▸ **WHAT THE TASK ASKS**
Your task is to reproduce exactly the lines that run from the beginning of the data through the line where "use crate::ledger::error::LedgerError;" appears.

Collected data entries:

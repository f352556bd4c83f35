//! 입금 기록
//!
//! 외부 확인 주체(블록체인 워처 등)가 정산 완료로 신고한 입금을
//! 기록하고 잔고에 반영합니다. pending/확인 대기 단계는 없습니다.

use std::collections::BTreeMap;
use std::sync::Arc;

use chrono::Utc;
use log::info;

use crate::ledger::error::LedgerError;
use crate::ledger::model::{DepositRecord, NewTransaction, TransactionType};
use crate::ledger::users::{BalanceDirection, UserLedger};
use crate::store::{to_fields, DocumentStore, Query, SortDir};

const DEPOSITS: &str = "deposits";

/// 입금 기록 입력
#[derive(Debug, Clone)]
pub struct NewDeposit {
    pub amount: f64,
    pub crypto: String,
    pub tx_hash: Option<String>,
    pub wallet_address: Option<String>,
}

/// 입금 기록기
pub struct DepositRecorder {
    store: Arc<dyn DocumentStore>,
    users: Arc<UserLedger>,
}

impl DepositRecorder {
    pub fn new(store: Arc<dyn DocumentStore>, users: Arc<UserLedger>) -> Self {
        Self { store, users }
    }

    /// 정산 완료된 입금 기록 + 잔고 반영 + 거래 기록
    pub async fn record(
        &self,
        user_id: &str,
        input: NewDeposit,
    ) -> Result<DepositRecord, LedgerError> {
        if input.crypto.trim().is_empty() {
            return Err(LedgerError::Validation(
                "amount와 crypto는 필수 입력입니다".to_string(),
            ));
        }
        if !input.amount.is_finite() || input.amount <= 0.0 {
            return Err(LedgerError::Validation(
                "유효하지 않은 금액입니다".to_string(),
            ));
        }

        // 사용자 확인을 먼저 해서 고아 입금 문서를 남기지 않음
        self.users.get_user(user_id).await?;

        let mut record = DepositRecord {
            id: String::new(),
            user_id: user_id.to_string(),
            amount: input.amount,
            crypto: input.crypto.clone(),
            tx_hash: input.tx_hash,
            wallet_address: input.wallet_address.clone(),
            status: "completed".to_string(),
            created_at: Utc::now(),
        };
        record.id = self.store.add(DEPOSITS, to_fields(&record)?).await?;

        self.users
            .update_balance(user_id, input.amount, BalanceDirection::Add)
            .await?;

        self.users
            .record_transaction(
                user_id,
                NewTransaction {
                    kind: TransactionType::Deposit,
                    amount: input.amount,
                    status: Some("completed".to_string()),
                    description: Some(format!("Deposit via {}", input.crypto)),
                    crypto: Some(input.crypto),
                    wallet_address: input.wallet_address,
                },
            )
            .await?;

        info!(
            "✅ 입금 기록 완료: {} ({} {})",
            record.id, record.amount, record.crypto
        );

        Ok(record)
    }

    /// 사용자 입금 내역 (최신순)
    pub async fn history(&self, user_id: &str) -> Result<Vec<DepositRecord>, LedgerError> {
        let docs = self
            .store
            .query(
                DEPOSITS,
                Query::new()
                    .where_eq("userId", user_id)
                    .order_by("createdAt", SortDir::Desc),
            )
            .await?;
        docs.iter()
            .map(|doc| doc.decode().map_err(LedgerError::from))
            .collect()
    }

    /// 암호화폐별 입금 주소 (운영 환경에서는 사용자별 발급)
    pub fn addresses() -> BTreeMap<&'static str, &'static str> {
        BTreeMap::from([
            ("ETH", "0xFF5885E5d7b9dA18485440AB73F16d5410627798"),
            ("BTC", "1A1zP1eP5QGefi2DMPTfTL5SLmv7DivfNa"),
            ("USDT_ERC20", "0xFF5885E5d7b9dA18485440AB73F16d5410627798"),
            ("USDT_TRC20", "TYASr5UV6HEcXatwdFQfmLVUqQQQMUxHLS"),
        ])
    }
}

▸ **OUTPUT FOR THIS TASK**
repository f352556bd4c83f35
//! 입금 기록
//!
//! 외부 확인 주체(블록체인 워처 등)가 정산 완료로 신고한 입금을
//! 기록하고 잔고에 반영합니다. pending/확인 대기 단계는 없습니다.

use std::collections::BTreeMap;
use std::sync::Arc;

use chrono::Utc;
use log::info;

use crate::ledger::error::LedgerError;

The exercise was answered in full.